• _Task to complete_
Could you output all of the records below exactly as they appear?

(Collected data entries)

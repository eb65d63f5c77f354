use super::*;

#[test]
fn non_negative_or_zero_clamps_unusable_values() {
    assert_eq!(non_negative_or_zero(f64::NAN), 0.0);
    assert_eq!(non_negative_or_zero(f64::INFINITY), 0.0);
    assert_eq!(non_negative_or_zero(-3.0), 0.0);
    assert_eq!(non_negative_or_zero(12.5), 12.5);
}

#[test]
fn round_to_decimals_matches_fixed_point() {
    assert_eq!(round_to_decimals(0.01, 4), 0.01);
    assert_eq!(round_to_decimals(1.0 / 3.0, 4), 0.3333);
    assert_eq!(round_to_decimals(2.71828, 2), 2.72);
    assert!(round_to_decimals(f64::NAN, 4).is_nan());
}

#[test]
fn positivity_checks() {
    assert!(is_positive(0.5));
    assert!(!is_positive(0.0));
    assert!(!is_positive(f64::NAN));
    assert!(is_positive_integer(30.0));
    assert!(!is_positive_integer(30.5));
    assert!(!is_positive_integer(-2.0));
}

#[test]
fn unpremultiply_restores_straight_channels() {
    let mut px = vec![128u8, 0, 0, 128, 10, 20, 30, 255, 0, 0, 0, 0];
    unpremultiply_rgba8_in_place(&mut px);
    assert_eq!(&px[0..4], &[255, 0, 0, 128]);
    assert_eq!(&px[4..8], &[10, 20, 30, 255]);
    assert_eq!(&px[8..12], &[0, 0, 0, 0]);
}
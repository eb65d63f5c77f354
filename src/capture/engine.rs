use crate::burst::record::SliderRef;
use crate::burst::validate::ImageSettings;
use crate::capture::messages::{no_such_expression, not_a_slider};
use crate::foundation::error::{SvgBurstError, SvgBurstResult};

/// Why a slider could not be set.
#[derive(thiserror::Error, Debug, Clone, PartialEq, Eq)]
pub enum SliderError {
    /// No expression has this id.
    #[error("{}", no_such_expression(.0))]
    NoSuchExpression(SliderRef),
    /// The expression exists but is not an assignment to a single variable.
    #[error("{}", not_a_slider(.0))]
    NotASlider(SliderRef),
}

/// One expression of the graph as listed by the engine.
#[derive(Clone, Debug, PartialEq, Eq)]
pub struct SliderExpression {
    /// Id used to address the expression.
    pub slider: SliderRef,
    /// Expression source, e.g. `a=3`.
    pub latex: String,
}

impl SliderExpression {
    /// `true` when the source mentions exactly one ASCII letter, the shape of `a=3`.
    pub fn is_slider(&self) -> bool {
        self.latex
            .chars()
            .filter(|c| c.is_ascii_alphabetic())
            .count()
            == 1
    }

    /// The source rewritten to assign `value`, keeping everything left of the last `=`.
    pub fn assignment(&self, value: f64) -> Result<String, SliderError> {
        match self.latex.rsplit_once('=') {
            Some((identifier, _)) if !identifier.is_empty() => Ok(format!("{identifier}={value}")),
            _ => Err(SliderError::NotASlider(self.slider.clone())),
        }
    }
}

/// Image request passed to [`GraphEngine::capture_svg`].
#[derive(Clone, Copy, Debug, PartialEq)]
pub struct CaptureOpts {
    /// Width in pixels.
    pub width: u32,
    /// Height in pixels.
    pub height: u32,
    /// Device pixel ratio to render at.
    pub target_pixel_ratio: f64,
}

impl CaptureOpts {
    /// Build capture options from image settings.
    ///
    /// Fails with [`SvgBurstError::Validation`] if width or height is not a positive integer.
    pub fn from_settings(settings: &ImageSettings) -> SvgBurstResult<Self> {
        let dim = |name: &str, v: f64| -> SvgBurstResult<u32> {
            if v.is_finite() && v >= 1.0 && v.fract() == 0.0 && v <= f64::from(u32::MAX) {
                Ok(v as u32)
            } else {
                Err(SvgBurstError::validation(format!(
                    "image {name} must be a positive integer, got {v}"
                )))
            }
        };
        Ok(Self {
            width: dim("width", settings.width)?,
            height: dim("height", settings.height)?,
            target_pixel_ratio: if settings.oversample { 2.0 } else { 1.0 },
        })
    }
}

/// The graphing engine that renders frames and owns the slider values.
///
/// Implementations render synchronously; a host that renders asynchronously blocks inside
/// [`GraphEngine::capture_svg`].
pub trait GraphEngine {
    /// Opaque snapshot of the whole graph, used to undo a burst.
    type State;

    /// Expressions that look like sliders, in display order.
    fn slider_expressions(&self) -> Vec<SliderExpression>;

    /// Set `slider` to `value`.
    fn set_slider(&mut self, slider: &SliderRef, value: f64) -> Result<(), SliderError>;

    /// Render the current graph as standalone SVG text.
    fn capture_svg(&mut self, opts: &CaptureOpts) -> SvgBurstResult<String>;

    /// Snapshot the current graph.
    fn save_state(&self) -> Self::State;

    /// Put back a snapshot taken by [`GraphEngine::save_state`].
    fn restore_state(&mut self, state: Self::State);
}

#[cfg(test)]
#[path = "../../tests/unit/capture/engine.rs"]
mod tests;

• _Task solution_
repository eb65d63f5c77f354
use super::*;

#[test]
fn non_negative_or_zero_clamps_unusable_values() {
    assert_eq!(non_negative_or_zero(f64::NAN), 0.0);
    assert_eq!(non_negative_or_zero(f64::INFINITY), 0.0);
    assert_eq!(non_negative_or_zero(-3.0), 0.0);
    assert_eq!(non_negative_or_zero(12.5), 12.5);
}

#[test]
fn round_to_decimals_matches_fixed_point() {
    assert_eq!(round_to_decimals(0.01, 4), 0.01);
    assert_eq!(round_to_decimals(1.0 / 3.0, 4), 0.3333);
    assert_eq!(round_to_decimals(2.71828, 2), 2.72);
    assert!(round_to_decimals(f64::NAN, 4).is_nan());
}

#[test]
fn positivity_checks() {
    assert!(is_positive(0.5));
    assert!(!is_positive(0.0));
    assert!(!is_positive(f64::NAN));
    assert!(is_positive_integer(30.0));
    assert!(!is_positive_integer(30.5));
    assert!(!is_positive_integer(-2.0));
}

#[test]
fn unpremultiply_restores_straight_channels() {
    let mut px = vec![128u8, 0, 0, 128, 10, 20, 30, 255, 0, 0, 0, 0];
    unpremultiply_rgba8_in_place(&mut px);
    assert_eq!(&px[0..4], &[255, 0, 0, 128]);
    assert_eq!(&px[4..8], &[10, 20, 30, 255]);
    assert_eq!(&px[8..12], &[0, 0, 0, 0]);
}
repository eb65d63f5c77f354
filename src/capture/engine.rs
use crate::burst::record::SliderRef;
use crate::burst::validate::ImageSettings;
use crate::capture::messages::{no_such_expression, not_a_slider};
use crate::foundation::error::{SvgBurstError, SvgBurstResult};

/// Why a slider could not be set.
#[derive(thiserror::Error, Debug, Clone, PartialEq, Eq)]
pub enum SliderError {
    /// No expression has this id.
    #[error("{}", no_such_expression(.0))]
    NoSuchExpression(SliderRef),
    /// The expression exists but is not an assignment to a single variable.
    #[error("{}", not_a_slider(.0))]
    NotASlider(SliderRef),
}

/// One expression of the graph as listed by the engine.
#[derive(Clone, Debug, PartialEq, Eq)]
pub struct SliderExpression {
    /// Id used to address the expression.
    pub slider: SliderRef,
    /// Expression source, e.g. `a=3`.
    pub latex: String,
}

impl SliderExpression {
    /// `true` when the source mentions exactly one ASCII letter, the shape of `a=3`.
    pub fn is_slider(&self) -> bool {
        self.latex
            .chars()
            .filter(|c| c.is_ascii_alphabetic())
            .count()
            == 1
    }

    /// The source rewritten to assign `value`, keeping everything left of the last `=`.
    pub fn assignment(&self, value: f64) -> Result<String, SliderError> {
        match self.latex.rsplit_once('=') {
            Some((identifier, _)) if !identifier.is_empty() => Ok(format!("{identifier}={value}")),
            _ => Err(SliderError::NotASlider(self.slider.clone())),
        }
    }
}

/// Image request passed to [`GraphEngine::capture_svg`].
#[derive(Clone, Copy, Debug, PartialEq)]
pub struct CaptureOpts {
    /// Width in pixels.
    pub width: u32,
    /// Height in pixels.
    pub height: u32,
    /// Device pixel ratio to render at.
    pub target_pixel_ratio: f64,
}

impl CaptureOpts {
    /// Build capture options from image settings.
    ///
    /// Fails with [`SvgBurstError::Validation`] if width or height is not a positive integer.
    pub fn from_settings(settings: &ImageSettings) -> SvgBurstResult<Self> {
        let dim = |name: &str, v: f64| -> SvgBurstResult<u32> {
            if v.is_finite() && v >= 1.0 && v.fract() == 0.0 && v <= f64::from(u32::MAX) {
                Ok(v as u32)
            } else {
                Err(SvgBurstError::validation(format!(
                    "image {name} must be a positive integer, got {v}"
                )))
            }
        };
        Ok(Self {
            width: dim("width", settings.width)?,
            height: dim("height", settings.height)?,
            target_pixel_ratio: if settings.oversample { 2.0 } else { 1.0 },
        })
    }
}

/// The graphing engine that renders frames and owns the slider values.
///
/// Implementations render synchronously; a host that renders asynchronously blocks inside
/// [`GraphEngine::capture_svg`].
pub trait GraphEngine {
    /// Opaque snapshot of the whole graph, used to undo a burst.
    type State;

    /// Expressions that look like sliders, in display order.
    fn slider_expressions(&self) -> Vec<SliderExpression>;

    /// Set `slider` to `value`.
    fn set_slider(&mut self, slider: &SliderRef, value: f64) -> Result<(), SliderError>;

    /// Render the current graph as standalone SVG text.
    fn capture_svg(&mut self, opts: &CaptureOpts) -> SvgBurstResult<String>;

    /// Snapshot the current graph.
    fn save_state(&self) -> Self::State;

    /// Put back a snapshot taken by [`GraphEngine::save_state`].
    fn restore_state(&mut self, state: Self::State);
}

#[cfg(test)]
#[path = "../../tests/unit/capture/engine.rs"]
mod tests;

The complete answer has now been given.